▶ [Assigned task] Look through the data below for the line with "filename src/format.rs" and the line with "a value against", then output those two and all lines in between, exactly as written.

▶ [Entries supplied]

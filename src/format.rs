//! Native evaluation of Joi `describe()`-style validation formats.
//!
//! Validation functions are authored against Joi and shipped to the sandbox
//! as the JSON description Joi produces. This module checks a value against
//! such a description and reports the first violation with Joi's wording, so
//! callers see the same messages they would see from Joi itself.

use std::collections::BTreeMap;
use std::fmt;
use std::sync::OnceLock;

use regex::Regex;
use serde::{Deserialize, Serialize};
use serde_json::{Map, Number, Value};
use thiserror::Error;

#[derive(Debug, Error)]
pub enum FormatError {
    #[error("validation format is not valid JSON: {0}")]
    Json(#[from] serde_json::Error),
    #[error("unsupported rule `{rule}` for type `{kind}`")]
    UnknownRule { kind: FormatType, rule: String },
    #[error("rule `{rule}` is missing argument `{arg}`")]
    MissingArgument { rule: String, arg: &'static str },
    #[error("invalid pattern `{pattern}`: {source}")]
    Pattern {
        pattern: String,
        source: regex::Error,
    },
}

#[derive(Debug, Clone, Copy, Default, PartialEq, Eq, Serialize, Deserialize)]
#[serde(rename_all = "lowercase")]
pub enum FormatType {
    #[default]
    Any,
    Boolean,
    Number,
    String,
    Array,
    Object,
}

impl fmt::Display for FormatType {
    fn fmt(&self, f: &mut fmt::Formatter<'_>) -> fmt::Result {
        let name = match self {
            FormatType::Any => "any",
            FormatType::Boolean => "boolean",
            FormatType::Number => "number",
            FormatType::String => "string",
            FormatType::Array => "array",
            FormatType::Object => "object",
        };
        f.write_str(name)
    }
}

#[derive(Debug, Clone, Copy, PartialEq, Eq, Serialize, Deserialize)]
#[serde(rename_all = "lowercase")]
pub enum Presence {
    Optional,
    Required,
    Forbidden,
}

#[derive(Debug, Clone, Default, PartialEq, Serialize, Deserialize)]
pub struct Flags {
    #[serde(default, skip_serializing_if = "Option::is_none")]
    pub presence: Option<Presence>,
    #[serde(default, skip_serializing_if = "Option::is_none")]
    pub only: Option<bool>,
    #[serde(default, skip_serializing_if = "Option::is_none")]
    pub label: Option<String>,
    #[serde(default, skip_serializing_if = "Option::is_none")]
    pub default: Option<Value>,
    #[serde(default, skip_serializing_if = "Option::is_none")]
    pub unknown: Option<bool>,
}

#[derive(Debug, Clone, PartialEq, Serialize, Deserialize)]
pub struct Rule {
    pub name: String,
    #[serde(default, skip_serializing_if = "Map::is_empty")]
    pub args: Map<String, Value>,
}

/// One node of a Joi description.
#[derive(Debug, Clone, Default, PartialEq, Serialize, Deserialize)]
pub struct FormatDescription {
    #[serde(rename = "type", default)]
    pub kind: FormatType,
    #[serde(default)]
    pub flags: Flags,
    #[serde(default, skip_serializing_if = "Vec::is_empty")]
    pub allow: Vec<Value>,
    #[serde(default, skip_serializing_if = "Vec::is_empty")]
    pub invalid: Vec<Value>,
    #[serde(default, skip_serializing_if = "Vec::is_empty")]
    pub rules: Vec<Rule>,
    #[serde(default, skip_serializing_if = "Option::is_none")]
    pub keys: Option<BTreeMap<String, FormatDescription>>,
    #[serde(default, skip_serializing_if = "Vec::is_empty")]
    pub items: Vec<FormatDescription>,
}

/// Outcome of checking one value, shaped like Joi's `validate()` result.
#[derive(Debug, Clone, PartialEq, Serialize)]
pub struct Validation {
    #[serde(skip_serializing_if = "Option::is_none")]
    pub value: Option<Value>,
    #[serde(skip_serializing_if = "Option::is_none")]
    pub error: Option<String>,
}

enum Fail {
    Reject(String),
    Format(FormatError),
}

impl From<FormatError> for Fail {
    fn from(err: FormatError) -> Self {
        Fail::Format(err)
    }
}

---

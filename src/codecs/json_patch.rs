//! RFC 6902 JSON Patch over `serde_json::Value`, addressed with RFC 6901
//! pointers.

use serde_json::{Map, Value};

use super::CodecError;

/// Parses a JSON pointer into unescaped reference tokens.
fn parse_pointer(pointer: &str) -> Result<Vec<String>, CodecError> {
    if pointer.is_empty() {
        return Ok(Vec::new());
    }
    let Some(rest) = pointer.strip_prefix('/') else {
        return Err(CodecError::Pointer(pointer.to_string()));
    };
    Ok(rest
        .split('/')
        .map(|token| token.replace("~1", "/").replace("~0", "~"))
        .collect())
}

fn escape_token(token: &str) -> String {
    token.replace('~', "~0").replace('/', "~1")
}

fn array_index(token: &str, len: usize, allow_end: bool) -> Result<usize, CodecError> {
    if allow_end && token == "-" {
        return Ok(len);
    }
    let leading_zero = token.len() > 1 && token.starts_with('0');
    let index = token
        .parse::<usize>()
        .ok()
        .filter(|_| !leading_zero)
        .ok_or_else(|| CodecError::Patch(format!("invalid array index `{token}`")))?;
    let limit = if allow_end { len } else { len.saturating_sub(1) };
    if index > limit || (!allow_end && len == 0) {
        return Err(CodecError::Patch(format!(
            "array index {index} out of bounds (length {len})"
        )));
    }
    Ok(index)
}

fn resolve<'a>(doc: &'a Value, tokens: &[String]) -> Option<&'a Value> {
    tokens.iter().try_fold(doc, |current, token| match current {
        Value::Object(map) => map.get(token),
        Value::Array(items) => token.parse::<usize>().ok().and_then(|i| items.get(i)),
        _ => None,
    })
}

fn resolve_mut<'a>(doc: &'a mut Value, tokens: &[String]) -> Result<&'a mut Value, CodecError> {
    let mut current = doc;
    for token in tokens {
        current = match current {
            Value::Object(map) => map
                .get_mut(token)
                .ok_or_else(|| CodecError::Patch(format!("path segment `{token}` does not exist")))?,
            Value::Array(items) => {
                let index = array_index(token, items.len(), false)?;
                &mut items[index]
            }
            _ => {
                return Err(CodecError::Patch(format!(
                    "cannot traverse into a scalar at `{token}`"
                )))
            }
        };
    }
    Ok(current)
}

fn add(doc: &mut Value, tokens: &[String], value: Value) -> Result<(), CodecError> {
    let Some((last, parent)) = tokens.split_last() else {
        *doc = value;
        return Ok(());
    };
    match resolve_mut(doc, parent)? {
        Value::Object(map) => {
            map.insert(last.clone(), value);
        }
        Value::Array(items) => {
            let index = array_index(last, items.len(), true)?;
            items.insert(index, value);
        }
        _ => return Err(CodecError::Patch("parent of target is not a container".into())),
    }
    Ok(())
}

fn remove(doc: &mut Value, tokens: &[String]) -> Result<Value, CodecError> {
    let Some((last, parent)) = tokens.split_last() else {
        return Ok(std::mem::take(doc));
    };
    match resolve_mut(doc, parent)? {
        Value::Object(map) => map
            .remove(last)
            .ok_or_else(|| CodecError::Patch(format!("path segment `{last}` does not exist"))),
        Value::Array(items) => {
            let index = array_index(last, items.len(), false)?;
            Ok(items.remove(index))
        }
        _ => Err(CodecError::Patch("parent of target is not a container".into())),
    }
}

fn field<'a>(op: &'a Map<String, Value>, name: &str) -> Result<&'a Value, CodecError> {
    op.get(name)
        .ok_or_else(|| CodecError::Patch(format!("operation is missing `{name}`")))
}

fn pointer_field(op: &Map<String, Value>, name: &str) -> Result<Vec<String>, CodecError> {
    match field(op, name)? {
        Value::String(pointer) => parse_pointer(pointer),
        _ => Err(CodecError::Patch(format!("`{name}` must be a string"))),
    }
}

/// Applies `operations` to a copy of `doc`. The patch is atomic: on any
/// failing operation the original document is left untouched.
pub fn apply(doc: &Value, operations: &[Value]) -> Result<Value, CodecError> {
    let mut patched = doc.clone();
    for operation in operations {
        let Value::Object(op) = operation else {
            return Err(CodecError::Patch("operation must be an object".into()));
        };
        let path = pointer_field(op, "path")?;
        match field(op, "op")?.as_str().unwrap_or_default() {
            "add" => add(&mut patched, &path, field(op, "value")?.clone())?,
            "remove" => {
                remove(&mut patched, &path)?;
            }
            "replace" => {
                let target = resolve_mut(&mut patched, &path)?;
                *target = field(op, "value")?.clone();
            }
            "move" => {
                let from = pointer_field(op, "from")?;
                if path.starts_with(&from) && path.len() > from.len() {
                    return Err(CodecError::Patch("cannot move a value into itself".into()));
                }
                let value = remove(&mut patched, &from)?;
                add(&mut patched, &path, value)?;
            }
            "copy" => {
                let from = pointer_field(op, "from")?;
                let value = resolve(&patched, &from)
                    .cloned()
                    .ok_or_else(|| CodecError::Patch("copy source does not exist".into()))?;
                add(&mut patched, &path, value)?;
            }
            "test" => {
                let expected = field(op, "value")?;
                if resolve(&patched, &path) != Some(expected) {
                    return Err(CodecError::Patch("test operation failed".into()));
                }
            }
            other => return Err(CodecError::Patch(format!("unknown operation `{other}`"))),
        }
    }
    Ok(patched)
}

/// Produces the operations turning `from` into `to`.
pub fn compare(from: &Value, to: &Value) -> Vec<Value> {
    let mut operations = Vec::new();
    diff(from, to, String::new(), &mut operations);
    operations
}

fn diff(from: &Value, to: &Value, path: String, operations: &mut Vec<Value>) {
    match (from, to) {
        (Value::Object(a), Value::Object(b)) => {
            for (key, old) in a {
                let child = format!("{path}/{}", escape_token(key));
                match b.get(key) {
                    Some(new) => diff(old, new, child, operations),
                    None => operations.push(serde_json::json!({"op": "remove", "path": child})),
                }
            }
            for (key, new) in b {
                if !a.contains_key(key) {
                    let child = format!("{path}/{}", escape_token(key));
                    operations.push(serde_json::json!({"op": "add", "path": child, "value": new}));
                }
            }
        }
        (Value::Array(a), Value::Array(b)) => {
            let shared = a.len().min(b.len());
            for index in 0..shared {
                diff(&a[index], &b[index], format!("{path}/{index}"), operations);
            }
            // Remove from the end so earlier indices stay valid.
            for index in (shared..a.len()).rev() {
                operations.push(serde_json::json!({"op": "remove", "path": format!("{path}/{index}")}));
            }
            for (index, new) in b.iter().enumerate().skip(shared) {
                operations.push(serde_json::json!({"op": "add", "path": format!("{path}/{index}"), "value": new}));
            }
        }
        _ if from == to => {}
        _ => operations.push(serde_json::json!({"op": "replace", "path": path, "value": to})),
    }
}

==

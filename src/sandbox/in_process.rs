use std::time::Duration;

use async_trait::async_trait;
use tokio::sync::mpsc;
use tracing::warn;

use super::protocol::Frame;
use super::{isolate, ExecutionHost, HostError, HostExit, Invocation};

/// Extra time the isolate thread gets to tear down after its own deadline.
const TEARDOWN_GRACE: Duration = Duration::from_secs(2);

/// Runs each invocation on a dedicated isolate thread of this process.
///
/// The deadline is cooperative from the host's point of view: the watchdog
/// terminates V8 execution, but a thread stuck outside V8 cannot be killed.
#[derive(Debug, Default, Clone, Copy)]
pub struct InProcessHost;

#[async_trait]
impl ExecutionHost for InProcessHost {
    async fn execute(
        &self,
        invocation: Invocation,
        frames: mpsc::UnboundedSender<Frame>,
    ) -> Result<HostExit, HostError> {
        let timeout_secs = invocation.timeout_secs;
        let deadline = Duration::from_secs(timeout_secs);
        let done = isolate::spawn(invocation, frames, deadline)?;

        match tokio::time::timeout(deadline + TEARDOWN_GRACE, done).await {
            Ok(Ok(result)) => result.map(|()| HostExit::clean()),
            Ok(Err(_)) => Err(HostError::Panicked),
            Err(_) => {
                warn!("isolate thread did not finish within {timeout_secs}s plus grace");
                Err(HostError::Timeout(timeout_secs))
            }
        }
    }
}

▶ [Response area]
filename src/format.rs
//! Native evaluation of Joi `describe()`-style validation formats.
//!
//! Validation functions are authored against Joi and shipped to the sandbox
//! as the JSON description Joi produces. This module checks a value against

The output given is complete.